Saturday, March 31, 2018

More Rhetorical Excess

Via.

More Stephens on Williamson:
Dear Kevin, 
I’m sorry to have to write you, for two reasons. Sorry, first, that you have to endure having your character assailed and assassinated by people who rarely if ever read you and likely never met you. Sorry also that your hiring as a writer for The Atlantic has set off another censorious furor in media circles when surely there are more important subjects on this earth.
(1) "I'm sorry to have to write you" is the form of an apology, when you're going to give somebody pain but your position obliges you do to it, as in "As Tiffany's teacher, I'm sorry to have to inform you that she is a very unpleasant little girl." Since this is not your plan, why are you doing that? (2) You don't have to write Kevin D. Williamson in any way, as a matter of fact. If you did, publishing your letter in The Times isn't the best way to get to him. I'm sure you could just pop him an email. Moreover, it's clear that you're not writing him.

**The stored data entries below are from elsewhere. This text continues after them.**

//! Request queue and worker loop.
//!
//! The bridge service's network task pushes `(operation name, raw JSON)`
//! pairs; a single dedicated worker thread drains them and executes each
//! entry in batch order, one at a time. The mutex is held only for the O(1)
//! append and for the swap that takes a whole batch, so a push never waits
//! on a running handler.
//!
//! Ordering: FIFO within a drained batch. Entries pushed by different
//! producers between two drains interleave at batch granularity; there is no
//! global total order across producers.

use std::sync::Arc;
use std::sync::atomic::{AtomicBool, Ordering};
use std::thread::JoinHandle;
use std::time::Duration;

use parking_lot::Mutex;

use crate::error::Result;

/// Idle poll interval for the worker loop. Coarse-grained on purpose; a
/// condition-variable wake-up would remove the delay without changing any
/// observable contract.
const IDLE_POLL: Duration = Duration::from_millis(1);

/// One queued call, immutable once pushed.
#[derive(Debug, Clone, PartialEq)]
pub struct QueueEntry {
    /// Operation name as received on the wire.
    pub name: String,
    /// Encoded parameter object, still unparsed.
    pub raw_json: String,
}

/// Thread-safe FIFO between the network task and the worker thread.
#[derive(Default)]
pub struct RequestQueue {
    entries: Mutex<Vec<QueueEntry>>,
}

impl RequestQueue {
    pub fn new() -> Self {
        Self::default()
    }

    /// Appends one entry. O(1) under a short-held lock; never blocks on the
    /// consumer.
    pub fn push(&self, name: impl Into<String>, raw_json: impl Into<String>) {
        self.entries.lock().push(QueueEntry {
            name: name.into(),
            raw_json: raw_json.into(),
        });
    }

    /// Atomically swaps the internal list for an empty one and returns the
    /// batch. Nothing is lost between a push and a drain, and no entry is
    /// ever returned twice.
    pub fn drain(&self) -> Vec<QueueEntry> {
        std::mem::take(&mut *self.entries.lock())
    }

    pub fn is_empty(&self) -> bool {
        self.entries.lock().is_empty()
    }
}

/// The single dispatch thread draining a [`RequestQueue`].
///
/// Runs for the lifetime of the owning bridge; [`Worker::stop`] (or drop)
/// finishes the current batch and joins the thread.
pub struct Worker {
    running: Arc<AtomicBool>,
    handle: Option<JoinHandle<()>>,
}

impl Worker {
    /// Spawns the worker loop. `execute` runs on the worker thread, strictly
    /// in batch order, one entry at a time. Fails only if the OS refuses the
    /// thread.
    pub fn spawn<F>(queue: Arc<RequestQueue>, mut execute: F) -> Result<Self>
    where
        F: FnMut(QueueEntry) + Send + 'static,
    {
        let running = Arc::new(AtomicBool::new(true));
        let thread_flag = Arc::clone(&running);

        let handle = std::thread::Builder::new()
            .name("webdock-dispatch".to_string())
            .spawn(move || {
                while thread_flag.load(Ordering::SeqCst) {
                    let batch = queue.drain();
                    if batch.is_empty() {
                        std::thread::sleep(IDLE_POLL);
                        continue;
                    }
                    for entry in batch {
                        execute(entry);
                    }
                }
            })?;

        Ok(Self {
            running,
            handle: Some(handle),
        })
    }

    /// Stops the loop and joins the thread.
    pub fn stop(mut self) {
        self.shutdown();
    }

    fn shutdown(&mut self) {
        self.running.store(false, Ordering::SeqCst);
        if let Some(handle) = self.handle.take() {
            let _ = handle.join();
        }
    }
}

impl Drop for Worker {
    fn drop(&mut self) {
        self.shutdown();
    }
}
//! Callback registry - correlation tokens to pending call sites.
//!
//! Lives in the child process. When the embedded runtime issues a call that
//! expects a result, the invocation context is parked here under a fresh
//! positive token; the reply delivered later through the child-side bridge
//! service pops it exactly once and resumes the caller. A reply for a token
//! that was never registered, was already consumed, or whose context was torn
//! down (page navigated away) is logged and dropped - never a crash.
//!
//! Register happens on the call-issuing thread, pop on the network task
//! delivering the reply, so the map sits behind a lock that covers the
//! lookup-and-erase as one step.

use std::collections::HashMap;
use std::sync::atomic::{AtomicU32, Ordering};

use parking_lot::Mutex;

use webdock_protocol::{CorrelationToken, FIRE_AND_FORGET};

/// The execution context needed to resume one pending caller.
///
/// The embedded-runtime collaborator supplies one per reply-expecting call;
/// `resume` consumes it, enforcing at the type level that a caller is resumed
/// at most once.
pub trait CallSite: Send {
    fn resume(self: Box<Self>, result: &str);
}

impl<F> CallSite for F
where
    F: FnOnce(&str) + Send,
{
    fn resume(self: Box<Self>, result: &str) {
        (*self)(result)
    }
}

/// Pending call sites keyed by correlation token.
#[derive(Default)]
pub struct CallbackRegistry {
    next_token: AtomicU32,
    pending: Mutex<HashMap<CorrelationToken, Box<dyn CallSite>>>,
}

impl CallbackRegistry {
    pub fn new() -> Self {
        Self {
            next_token: AtomicU32::new(1),
            pending: Mutex::new(HashMap::new()),
        }
    }

    /// Parks a call site under a fresh positive token and returns the token.
    ///
    /// Tokens are monotonic; on wrap-around, zero (the fire-and-forget
    /// sentinel) and still-outstanding tokens are skipped so every live token
    /// stays unique.
    pub fn register(&self, site: Box<dyn CallSite>) -> CorrelationToken {
        loop {
            let token = self.next_token.fetch_add(1, Ordering::SeqCst);
            if token == FIRE_AND_FORGET {
                continue;
            }
            let mut pending = self.pending.lock();
            if pending.contains_key(&token) {
                continue;
            }
            pending.insert(token, site);
            return token;
        }
    }

    /// Removes and returns the call site for `token` as one atomic step.
    ///
    /// Exactly-once: a second pop for the same token finds nothing and logs.
    pub fn pop(&self, token: CorrelationToken) -> Option<Box<dyn CallSite>> {
        let site = self.pending.lock().remove(&token);
        if site.is_none() {
            tracing::warn!(token, "no pending callback for token; reply dropped");
        }
        site
    }

    /// Drops a pending call site without resuming it (e.g. the issuing call
    /// never made it onto the wire, or its context is gone).
    pub fn abandon(&self, token: CorrelationToken) {
        if self.pending.lock().remove(&token).is_some() {
            tracing::warn!(token, "pending callback abandoned; will never resume");
        }
    }

    /// Abandons everything, e.g. on page teardown.
    pub fn clear(&self) {
        let dropped = {
            let mut pending = self.pending.lock();
            let count = pending.len();
            pending.clear();
            count
        };
        if dropped > 0 {
            tracing::warn!(dropped, "abandoned all pending callbacks");
        }
    }

    pub fn outstanding(&self) -> usize {
        self.pending.lock().len()
    }
}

You're writing me, as a subscriber to the paper. And I didn't ask you. (3) I don't think anybody is in fact assailing, still less assassinating, Williamson's character. I think they're complaining about the shit he writes for public consumption, which is his job, which, to be sure, makes him look as if he had a pretty bad character (it's unlikely somebody would try to hide his true character by saying he believes women who have abortions deserve the same punishment as criminal homicides). I must say I love the idea that people can't judge your writing unless they've met you. (4) So this column is to quiet the censorious furor in media circles by publishing a column on the subject, in a censorious tone, in The Times? Or is that what you meant in the first place? "I'm sorry my censoriousness obliges me to contribute another 800 words to the furor when I'm sure you and everybody else would prefer me to be writing about something important."
Oh, another thing: As a NeverTrumper, you’re guilty of being insufficiently representative of contemporary conservatism. Had you been a Trumper, doubtless you would have been dismissed as a moron unworthy of the pages of The Atlantic.
Not exactly. They'd gladly hire a Trumper if they could find a literate-sounding one (I fully expect them to hire the gross Michael Anton when he escapes from the administration, which could be any day now). The issue is that commentary editors like James Bennett at The Times and Jeffrey Goldberg at The Atlantic explain that they need to show a representative range of opinions, but then the only group they seem able to hire from is one consisting of about 30 people from the salons of the Upper East Side and whatever its DC equivalent is (somewhere in NW), writing for one another's tiny magazines and debating proposals for making themselves look as if they cared about poor people. I guess that 's why only people who have met him are qualified to judge his writing, because that's who he writes for.
Shouldn’t great prose and independent judgment count for something?
For fuck's sake he's not Kingsley Amis or V.S. Naipaul. His prose is not great. I have thought it was awful since 2013. Stephens's example of great prose is Williamson's paraphrase of Anthony Scaramucci's "I'm not Steve Bannon trying to suck his own cock" as "he reimagined Steve Bannon as a kind of autoerotic yogi" (one of the things wrong with that is that it raises the question of who imagined Bannon in the first place—why?). This is the traditional Buckley Proviso, which could be renamed the Stephens Proviso, according to which, since conservatives value pomp and circumstance, pomposity and circumstantiality in conservative writing are the marks of a superior style.
The wiser test of acceptability is whether an argument is thoughtful, thought-provoking and offered in good faith. That holds true even if the views aren’t politically representative. Last I checked, you and I were hired as columnists, not party ideologues or demographic segments.
I've discussed the relative thoughtfulness and good-or-bad faith of your work and his elsewhere, which is one reason for concluding—hate to be the one to break the news!—that both of you were clearly hired as tokens.

And Steve.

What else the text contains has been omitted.